Task directions: Look for the word "AppState" in the entries and copy each line where it appears.

[Given records Boundary: Start]

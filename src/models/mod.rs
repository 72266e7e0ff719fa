//! Model artifacts and inference

pub mod inference;
pub mod loader;
pub mod regressor;
pub mod scaler;

pub use inference::{InferenceEngine, PredictionResult};
pub use loader::{Artifacts, ModelLoader};
pub use regressor::{LinearRegressor, OnnxRegressor, Regressor};
pub use scaler::{Scaler, StandardScaler};
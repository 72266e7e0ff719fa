//! Regression models producing an air quality index

use crate::error::{AqiError, Result};
use ort::session::{builder::GraphOptimizationLevel, Session};
use ort::value::{Tensor, ValueType};
use serde::{Deserialize, Serialize};
use std::path::Path;
use std::sync::Mutex;
use tracing::debug;

/// A fitted regression estimator.
pub trait Regressor: Send + Sync {
    /// Model name for logging
    fn name(&self) -> &str;

    /// Input width the model was fitted on, `None` when the model does not declare it.
    fn n_features(&self) -> Option<usize>;

    /// Predict from one scaled feature vector. Returns the model's full output;
    /// callers take the first element.
    fn predict(&self, features: &[f64]) -> Result<Vec<f64>>;
}

/// Linear regression serialized as `{"coefficients": [...], "intercept": x}`.
#[derive(Debug, Clone, PartialEq, Serialize, Deserialize)]
pub struct LinearRegressor {
    pub coefficients: Vec<f64>,
    pub intercept: f64,
}

impl LinearRegressor {
    pub fn new(coefficients: Vec<f64>, intercept: f64) -> Self {
        Self {
            coefficients,
            intercept,
        }
    }

    /// Load coefficients from a JSON file.
    pub fn from_file<P: AsRef<Path>>(path: P) -> Result<Self> {
        let path = path.as_ref();
        let raw = std::fs::read_to_string(path)
            .map_err(|e| AqiError::artifact(path.display().to_string(), e))?;
        serde_json::from_str(&raw).map_err(|e| AqiError::artifact(path.display().to_string(), e))
    }
}

impl Regressor for LinearRegressor {
    fn name(&self) -> &str {
        "linear"
    }

    fn n_features(&self) -> Option<usize> {
        Some(self.coefficients.len())
    }

    fn predict(&self, features: &[f64]) -> Result<Vec<f64>> {
        if features.len() != self.coefficients.len() {
            return Err(AqiError::Prediction(format!(
                "expected {} features, got {}",
                self.coefficients.len(),
                features.len()
            )));
        }

        let value = features
            .iter()
            .zip(&self.coefficients)
            .map(|(x, w)| x * w)
            .sum::<f64>()
            + self.intercept;

        Ok(vec![value])
    }
}

/// ONNX regression graph run through ONNX Runtime.
pub struct OnnxRegressor {
    /// Model name
    name: String,
    /// `run` needs exclusive access to the session
    session: Mutex<Session>,
    /// Input name for the model
    input_name: String,
    /// Output name for the predicted value
    output_name: String,
    /// Fixed width of the input's last dimension
    input_width: Option<usize>,
}

impl OnnxRegressor {
    /// Load an ONNX model from file
    pub fn from_file<P: AsRef<Path>>(path: P, name: &str, threads: usize) -> Result<Self> {
        let path = path.as_ref();
        let session = build_session(path, threads)
            .map_err(|e| AqiError::artifact(path.display().to_string(), e))?;

        let input_name = session
            .inputs
            .first()
            .map(|i| i.name.clone())
            .unwrap_or_else(|| "float_input".to_string());

        // Symbolic dimensions come back negative
        let input_width = session
            .inputs
            .first()
            .and_then(|i| match &i.input_type {
                ValueType::Tensor { shape, .. } => shape.iter().last().copied(),
                _ => None,
            })
            .and_then(|dim| usize::try_from(dim).ok());

        let output_name = session
            .outputs
            .first()
            .map(|o| o.name.clone())
            .unwrap_or_else(|| "variable".to_string());

        debug!(
            model = %name,
            input = %input_name,
            output = %output_name,
            input_width = ?input_width,
            "ONNX session ready"
        );

        Ok(Self {
            name: name.to_string(),
            session: Mutex::new(session),
            input_name,
            output_name,
            input_width,
        })
    }
}

fn build_session(path: &Path, threads: usize) -> ort::Result<Session> {
    Session::builder()?
        .with_optimization_level(GraphOptimizationLevel::Level3)?
        .with_intra_threads(threads)?
        .commit_from_file(path)
}

impl Regressor for OnnxRegressor {
    fn name(&self) -> &str {
        &self.name
    }

    fn n_features(&self) -> Option<usize> {
        self.input_width
    }

    fn predict(&self, features: &[f64]) -> Result<Vec<f64>> {
        // Prepare input tensor - shape [1, num_features]
        let shape = vec![1_i64, features.len() as i64];
        let data: Vec<f32> = features.iter().map(|&x| x as f32).collect();
        let input_tensor = Tensor::from_array((shape, data))
            .map_err(|e| AqiError::Prediction(format!("failed to create input tensor: {e}")))?;

        let mut session = self
            .session
            .lock()
            .map_err(|e| AqiError::Prediction(format!("session lock poisoned: {e}")))?;

        let outputs = session
            .run(ort::inputs![&self.input_name => input_tensor])
            .map_err(|e| AqiError::Prediction(e.to_string()))?;

        let output = outputs.get(&self.output_name).ok_or_else(|| {
            AqiError::Prediction(format!("model has no output named {}", self.output_name))
        })?;

        let (_, data) = output
            .try_extract_tensor::<f32>()
            .map_err(|e| AqiError::Prediction(format!("unexpected output type: {e}")))?;

        Ok(data.iter().map(|&v| v as f64).collect())
    }
}
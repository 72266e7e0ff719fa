//! Air Quality Predictor - Main Entry Point
//!
//! Loads the scaler and model, then serves the prediction form over HTTP.
//! Refuses to start if either artifact cannot be loaded.

use air_quality_predictor::{config::AppConfig, server, AppState, InferenceEngine};
use anyhow::{Context, Result};
use tokio::net::TcpListener;
use tracing::{error, info};
use tracing_subscriber::EnvFilter;

#[tokio::main]
async fn main() -> Result<()> {
    let config = AppConfig::load()?;

    // Initialize logging; RUST_LOG takes precedence over the configured level
    let filter = EnvFilter::try_from_default_env().or_else(|_| {
        EnvFilter::try_new(format!("air_quality_predictor={}", config.logging.level))
    })?;
    if config.logging.is_json() {
        tracing_subscriber::fmt().json().with_env_filter(filter).init();
    } else {
        tracing_subscriber::fmt().with_env_filter(filter).init();
    }

    info!("Starting Air Quality Predictor");
    info!(
        models_dir = %config.models.models_dir,
        model_file = %config.models.model_file,
        scaler_file = %config.models.scaler_file,
        "Configuration loaded"
    );

    let engine = match InferenceEngine::new(&config) {
        Ok(engine) => engine,
        Err(e) => {
            error!(error = %e, "Failed to load model artifacts, refusing to start");
            return Err(e).context("Artifact loading failed");
        }
    };
    info!(model = %engine.model_name(), "Artifacts loaded");

    let addr = config.server.socket_addr()?;
    let listener = TcpListener::bind(addr)
        .await
        .with_context(|| format!("Failed to bind {}", addr))?;

    let state = AppState::new(engine);
    let metrics = state.metrics.clone();

    server::serve(listener, state, shutdown_signal()).await?;

    info!("Server shutting down...");
    metrics.print_summary();

    Ok(())
}

async fn shutdown_signal() {
    if let Err(e) = tokio::signal::ctrl_c().await {
        error!(error = %e, "Failed to listen for shutdown signal");
        std::future::pending::<()>().await;
    }
}
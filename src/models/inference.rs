//! Inference engine: scaler transform followed by model prediction

use crate::config::AppConfig;
use crate::error::{AqiError, Result};
use crate::feature_extractor::FeatureExtractor;
use crate::models::loader::ModelLoader;
use crate::models::regressor::Regressor;
use crate::models::scaler::Scaler;
use crate::types::{AirQualityCategory, WeatherReading};
use tracing::{debug, info};

/// Result of model inference
#[derive(Debug, Clone, Copy, PartialEq)]
pub struct PredictionResult {
    /// Predicted air quality index
    pub index: f64,
    /// Category band the index falls into
    pub category: AirQualityCategory,
}

impl PredictionResult {
    pub fn from_index(index: f64) -> Self {
        Self {
            index,
            category: AirQualityCategory::classify(index),
        }
    }

    pub fn description(&self) -> &'static str {
        self.category.description()
    }

    pub fn advisory(&self) -> &'static str {
        self.category.advisory()
    }
}

/// Holds the loaded artifacts for the lifetime of the process
pub struct InferenceEngine {
    extractor: FeatureExtractor,
    scaler: Box<dyn Scaler>,
    model: Box<dyn Regressor>,
}

impl InferenceEngine {
    /// Load artifacts named in the configuration. Fails if either is missing or corrupt.
    pub fn new(config: &AppConfig) -> Result<Self> {
        let extractor = FeatureExtractor::new();
        let loader = ModelLoader::with_threads(config.models.onnx_threads);
        let artifacts = loader.load_artifacts(
            &config.models.models_dir,
            &config.models.model_file,
            &config.models.scaler_file,
            extractor.feature_count(),
        )?;

        info!(
            model = %artifacts.model.name(),
            features = ?extractor.feature_names(),
            models_dir = %config.models.models_dir,
            "Inference engine initialized"
        );

        Ok(Self {
            extractor,
            scaler: artifacts.scaler,
            model: artifacts.model,
        })
    }

    /// Build an engine from already constructed artifacts.
    pub fn from_parts(scaler: Box<dyn Scaler>, model: Box<dyn Regressor>) -> Self {
        Self {
            extractor: FeatureExtractor::new(),
            scaler,
            model,
        }
    }

    pub fn model_name(&self) -> &str {
        self.model.name()
    }

    /// Run the scaler and model on a reading and classify the output.
    pub fn predict(&self, reading: &WeatherReading) -> Result<PredictionResult> {
        let features = self.extractor.extract(reading);
        let scaled = self.scaler.transform(&features)?;

        let output = self.model.predict(&scaled)?;
        let index = output
            .first()
            .copied()
            .ok_or_else(|| AqiError::Prediction("model returned no values".to_string()))?;

        let result = PredictionResult::from_index(index);

        debug!(
            model = %self.model.name(),
            index = index,
            category = %result.category,
            "Inference complete"
        );

        Ok(result)
    }
}

#[cfg(test)]
mod tests {
    use super::*;
    use crate::models::regressor::LinearRegressor;
    use crate::models::scaler::StandardScaler;

    struct EmptyModel;

    impl Regressor for EmptyModel {
        fn name(&self) -> &str {
            "empty"
        }

        fn n_features(&self) -> Option<usize> {
            None
        }

        fn predict(&self, _features: &[f64]) -> Result<Vec<f64>> {
            Ok(Vec::new())
        }
    }

    fn reading() -> WeatherReading {
        WeatherReading::from_array([20.0, 25.0, 15.0, 1012.0, 60.0, 5.0, 3.0, 8.0])
    }

    #[test]
    fn test_predict_applies_scaler_then_model() {
        // Scaled humidity is (60 - 50) / 5 = 2, the model weights it by 40 and adds 10.
        let mut mean = vec![0.0; 8];
        let mut scale = vec![1.0; 8];
        mean[4] = 50.0;
        scale[4] = 5.0;
        let mut coefficients = vec![0.0; 8];
        coefficients[4] = 40.0;

        let engine = InferenceEngine::from_parts(
            Box::new(StandardScaler::new(mean, scale).unwrap()),
            Box::new(LinearRegressor::new(coefficients, 10.0)),
        );

        let result = engine.predict(&reading()).unwrap();
        assert_eq!(result.index, 90.0);
        assert_eq!(result.category, AirQualityCategory::Moderate);
    }

    #[test]
    fn test_predict_fixed_output_is_good() {
        let engine = InferenceEngine::from_parts(
            Box::new(StandardScaler::identity(8)),
            Box::new(LinearRegressor::new(vec![0.0; 8], 42.0)),
        );

        let result = engine.predict(&reading()).unwrap();
        assert_eq!(result.index, 42.0);
        assert_eq!(result.description(), "Good");
        assert!(result.advisory().contains("satisfactory"));
    }

    #[test]
    fn test_scaler_shape_error_is_transform_error() {
        let engine = InferenceEngine::from_parts(
            Box::new(StandardScaler::identity(5)),
            Box::new(LinearRegressor::new(vec![0.0; 8], 42.0)),
        );

        let err = engine.predict(&reading()).unwrap_err();
        assert!(matches!(err, AqiError::Transform(_)));
    }

    #[test]
    fn test_empty_model_output_is_prediction_error() {
        let engine = InferenceEngine::from_parts(
            Box::new(StandardScaler::identity(8)),
            Box::new(EmptyModel),
        );

        let err = engine.predict(&reading()).unwrap_err();
        assert!(matches!(err, AqiError::Prediction(_)));
    }
}
//! Request metrics for the prediction service.

use crate::error::AqiError;
use crate::types::AirQualityCategory;
use std::collections::HashMap;
use std::sync::atomic::{AtomicU64, Ordering};
use std::sync::RwLock;
use std::time::{Duration, Instant};
use tracing::info;

/// Metrics collector shared by the request handlers
pub struct ServiceMetrics {
    /// Successful predictions
    pub predictions_served: AtomicU64,
    /// Submissions rejected by form validation
    pub validation_failures: AtomicU64,
    /// Scaler or model failures
    pub pipeline_failures: AtomicU64,
    /// Predictions by category
    by_category: RwLock<HashMap<AirQualityCategory, u64>>,
    /// Inference times (in microseconds)
    inference_times: RwLock<Vec<u64>>,
    /// Start time for rate calculation
    start_time: Instant,
}

impl ServiceMetrics {
    /// Create a new metrics collector
    pub fn new() -> Self {
        Self {
            predictions_served: AtomicU64::new(0),
            validation_failures: AtomicU64::new(0),
            pipeline_failures: AtomicU64::new(0),
            by_category: RwLock::new(HashMap::new()),
            inference_times: RwLock::new(Vec::with_capacity(1000)),
            start_time: Instant::now(),
        }
    }

    /// Record a successful prediction
    pub fn record_prediction(&self, inference_time: Duration, category: AirQualityCategory) {
        self.predictions_served.fetch_add(1, Ordering::Relaxed);

        if let Ok(mut times) = self.inference_times.write() {
            times.push(inference_time.as_micros() as u64);
            // Keep only last 10000 for memory efficiency
            if times.len() > 10000 {
                times.drain(0..5000);
            }
        }

        if let Ok(mut counts) = self.by_category.write() {
            *counts.entry(category).or_insert(0) += 1;
        }
    }

    /// Record a rejected submission
    pub fn record_failure(&self, error: &AqiError) {
        if error.is_validation() {
            self.validation_failures.fetch_add(1, Ordering::Relaxed);
        } else {
            self.pipeline_failures.fetch_add(1, Ordering::Relaxed);
        }
    }

    /// Get inference time statistics
    pub fn get_latency_stats(&self) -> LatencyStats {
        let Ok(times) = self.inference_times.read() else {
            return LatencyStats::default();
        };
        if times.is_empty() {
            return LatencyStats::default();
        }

        let mut sorted: Vec<u64> = times.clone();
        sorted.sort_unstable();

        let sum: u64 = sorted.iter().sum();
        let count = sorted.len();

        LatencyStats {
            count: count as u64,
            mean_us: sum / count as u64,
            p50_us: sorted[count / 2],
            p95_us: sorted[(count as f64 * 0.95) as usize],
            p99_us: sorted[(count as f64 * 0.99) as usize],
            max_us: sorted[count - 1],
        }
    }

    /// Get prediction counts by category
    pub fn get_category_counts(&self) -> HashMap<AirQualityCategory, u64> {
        self.by_category
            .read()
            .map(|counts| counts.clone())
            .unwrap_or_default()
    }

    /// Requests handled per second since start
    pub fn get_throughput(&self) -> f64 {
        let elapsed = self.start_time.elapsed().as_secs_f64();
        let handled = self.predictions_served.load(Ordering::Relaxed)
            + self.validation_failures.load(Ordering::Relaxed)
            + self.pipeline_failures.load(Ordering::Relaxed);
        if elapsed > 0.0 {
            handled as f64 / elapsed
        } else {
            0.0
        }
    }

    /// Log summary statistics
    pub fn print_summary(&self) {
        let served = self.predictions_served.load(Ordering::Relaxed);
        let invalid = self.validation_failures.load(Ordering::Relaxed);
        let failed = self.pipeline_failures.load(Ordering::Relaxed);
        let latency = self.get_latency_stats();
        let counts = self.get_category_counts();

        info!(
            predictions = served,
            validation_failures = invalid,
            pipeline_failures = failed,
            throughput = format!("{:.2} req/s", self.get_throughput()),
            "Service metrics summary"
        );
        info!(
            mean_us = latency.mean_us,
            p50_us = latency.p50_us,
            p95_us = latency.p95_us,
            p99_us = latency.p99_us,
            max_us = latency.max_us,
            "Inference latency"
        );

        for category in AirQualityCategory::ALL {
            let count = counts.get(&category).copied().unwrap_or(0);
            let pct = if served > 0 {
                (count as f64 / served as f64) * 100.0
            } else {
                0.0
            };
            info!(category = %category, count = count, "{:>5.1}% of predictions", pct);
        }
    }
}

impl Default for ServiceMetrics {
    fn default() -> Self {
        Self::new()
    }
}

/// Inference time statistics
#[derive(Debug, Default, PartialEq)]
pub struct LatencyStats {
    pub count: u64,
    pub mean_us: u64,
    pub p50_us: u64,
    pub p95_us: u64,
    pub p99_us: u64,
    pub max_us: u64,
}

#[cfg(test)]
mod tests {
    use super::*;

    #[test]
    fn test_metrics_recording() {
        let metrics = ServiceMetrics::new();

        metrics.record_prediction(Duration::from_micros(100), AirQualityCategory::Good);
        metrics.record_prediction(Duration::from_micros(300), AirQualityCategory::Good);
        metrics.record_prediction(Duration::from_micros(200), AirQualityCategory::Hazardous);
        metrics.record_failure(&AqiError::Validation {
            field: "H",
            reason: "missing field".to_string(),
        });
        metrics.record_failure(&AqiError::Prediction("boom".to_string()));

        assert_eq!(metrics.predictions_served.load(Ordering::Relaxed), 3);
        assert_eq!(metrics.validation_failures.load(Ordering::Relaxed), 1);
        assert_eq!(metrics.pipeline_failures.load(Ordering::Relaxed), 1);

        let counts = metrics.get_category_counts();
        assert_eq!(counts.get(&AirQualityCategory::Good), Some(&2));
        assert_eq!(counts.get(&AirQualityCategory::Hazardous), Some(&1));
        assert_eq!(counts.get(&AirQualityCategory::Moderate), None);
    }

    #[test]
    fn test_latency_stats() {
        let metrics = ServiceMetrics::new();
        assert_eq!(metrics.get_latency_stats(), LatencyStats::default());

        for us in [100, 200, 300, 400] {
            metrics.record_prediction(Duration::from_micros(us), AirQualityCategory::Moderate);
        }

        let stats = metrics.get_latency_stats();
        assert_eq!(stats.count, 4);
        assert_eq!(stats.mean_us, 250);
        assert_eq!(stats.p50_us, 300);
        assert_eq!(stats.max_us, 400);
    }
}
//! Weather reading submitted through the input form

use crate::error::{AqiError, Result};
use serde::Serialize;
use std::collections::HashMap;

/// Form field names in the order the scaler and model were trained with.
pub const FIELD_NAMES: [&str; 8] = ["T", "TM", "Tm", "SLP", "H", "VV", "V", "VM"];

/// One day of weather measurements used as model input
#[derive(Debug, Clone, Copy, PartialEq, Serialize)]
pub struct WeatherReading {
    /// Average temperature (°C)
    #[serde(rename = "T")]
    pub avg_temperature: f64,

    /// Maximum temperature (°C)
    #[serde(rename = "TM")]
    pub max_temperature: f64,

    /// Minimum temperature (°C)
    #[serde(rename = "Tm")]
    pub min_temperature: f64,

    /// Atmospheric pressure at sea level (hPa)
    #[serde(rename = "SLP")]
    pub sea_level_pressure: f64,

    /// Average relative humidity (%)
    #[serde(rename = "H")]
    pub humidity: f64,

    /// Average visibility (km)
    #[serde(rename = "VV")]
    pub visibility: f64,

    /// Average wind speed (km/h)
    #[serde(rename = "V")]
    pub wind_speed: f64,

    /// Maximum sustained wind speed (km/h)
    #[serde(rename = "VM")]
    pub max_wind_speed: f64,
}

impl WeatherReading {
    /// Build a reading from raw form fields.
    ///
    /// Fields are checked in [`FIELD_NAMES`] order and the first missing or
    /// non-numeric one is reported. Unknown fields are ignored.
    pub fn from_form(fields: &HashMap<String, String>) -> Result<Self> {
        let mut values = [0.0_f64; FIELD_NAMES.len()];
        for (slot, name) in values.iter_mut().zip(FIELD_NAMES) {
            let raw = fields.get(name).ok_or_else(|| AqiError::Validation {
                field: name,
                reason: "missing field".to_string(),
            })?;
            *slot = parse_number(name, raw)?;
        }
        Ok(Self::from_array(values))
    }

    /// Construct from values in canonical field order.
    pub fn from_array(values: [f64; 8]) -> Self {
        let [t, tm, t_min, slp, h, vv, v, vm] = values;
        Self {
            avg_temperature: t,
            max_temperature: tm,
            min_temperature: t_min,
            sea_level_pressure: slp,
            humidity: h,
            visibility: vv,
            wind_speed: v,
            max_wind_speed: vm,
        }
    }

    /// Values in canonical field order.
    pub fn to_array(&self) -> [f64; 8] {
        [
            self.avg_temperature,
            self.max_temperature,
            self.min_temperature,
            self.sea_level_pressure,
            self.humidity,
            self.visibility,
            self.wind_speed,
            self.max_wind_speed,
        ]
    }
}

fn parse_number(field: &'static str, raw: &str) -> Result<f64> {
    let trimmed = raw.trim();
    match trimmed.parse::<f64>() {
        Ok(value) if value.is_finite() => Ok(value),
        _ => Err(AqiError::Validation {
            field,
            reason: format!("not a number: {:?}", raw),
        }),
    }
}

#[cfg(test)]
mod tests {
    use super::*;

    fn sample_form() -> HashMap<String, String> {
        [
            ("T", "20"),
            ("TM", "25"),
            ("Tm", "15"),
            ("SLP", "1012"),
            ("H", "60"),
            ("VV", "5"),
            ("V", "3"),
            ("VM", "8"),
        ]
        .into_iter()
        .map(|(k, v)| (k.to_string(), v.to_string()))
        .collect()
    }

    #[test]
    fn test_parse_complete_form() {
        let reading = WeatherReading::from_form(&sample_form()).unwrap();

        assert_eq!(
            reading.to_array(),
            [20.0, 25.0, 15.0, 1012.0, 60.0, 5.0, 3.0, 8.0]
        );
        assert_eq!(reading.sea_level_pressure, 1012.0);
        assert_eq!(reading.min_temperature, 15.0);
    }

    #[test]
    fn test_accepts_signed_exponent_and_whitespace() {
        let mut form = sample_form();
        form.insert("T".to_string(), " -3.5 ".to_string());
        form.insert("SLP".to_string(), "1.0125e3".to_string());
        form.insert("V".to_string(), "+2".to_string());

        let reading = WeatherReading::from_form(&form).unwrap();
        assert_eq!(reading.avg_temperature, -3.5);
        assert_eq!(reading.sea_level_pressure, 1012.5);
        assert_eq!(reading.wind_speed, 2.0);
    }

    #[test]
    fn test_rejects_each_missing_field() {
        for name in FIELD_NAMES {
            let mut form = sample_form();
            form.remove(name);

            match WeatherReading::from_form(&form) {
                Err(AqiError::Validation { field, reason }) => {
                    assert_eq!(field, name);
                    assert_eq!(reason, "missing field");
                }
                other => panic!("expected validation error for {name}, got {other:?}"),
            }
        }
    }

    #[test]
    fn test_rejects_each_non_numeric_field() {
        for name in FIELD_NAMES {
            let mut form = sample_form();
            form.insert(name.to_string(), "abc".to_string());

            match WeatherReading::from_form(&form) {
                Err(AqiError::Validation { field, .. }) => assert_eq!(field, name),
                other => panic!("expected validation error for {name}, got {other:?}"),
            }
        }
    }

    #[test]
    fn test_rejects_empty_and_non_finite_values() {
        for bad in ["", "   ", "NaN", "inf", "-infinity"] {
            let mut form = sample_form();
            form.insert("H".to_string(), bad.to_string());
            assert!(WeatherReading::from_form(&form).is_err(), "accepted {bad:?}");
        }
    }

    #[test]
    fn test_field_names_are_case_sensitive() {
        let mut form = sample_form();
        let value = form.remove("Tm").unwrap();
        form.insert("tm".to_string(), value);

        let err = WeatherReading::from_form(&form).unwrap_err();
        assert!(matches!(err, AqiError::Validation { field: "Tm", .. }));
    }

    #[test]
    fn test_ignores_extra_fields() {
        let mut form = sample_form();
        form.insert("submit".to_string(), "Predict".to_string());
        assert!(WeatherReading::from_form(&form).is_ok());
    }

    #[test]
    fn test_serializes_with_form_names() {
        let reading = WeatherReading::from_array([20.0, 25.0, 15.0, 1012.0, 60.0, 5.0, 3.0, 8.0]);
        let json = serde_json::to_value(reading).unwrap();

        for name in FIELD_NAMES {
            assert!(json.get(name).is_some(), "missing key {name}");
        }
        assert_eq!(json["Tm"], 15.0);
    }
}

[Given records Boundary: End]

Answer for this exercise:
use air_quality_predictor::{config::AppConfig, server, AppState, InferenceEngine};
    let state = AppState::new(engine);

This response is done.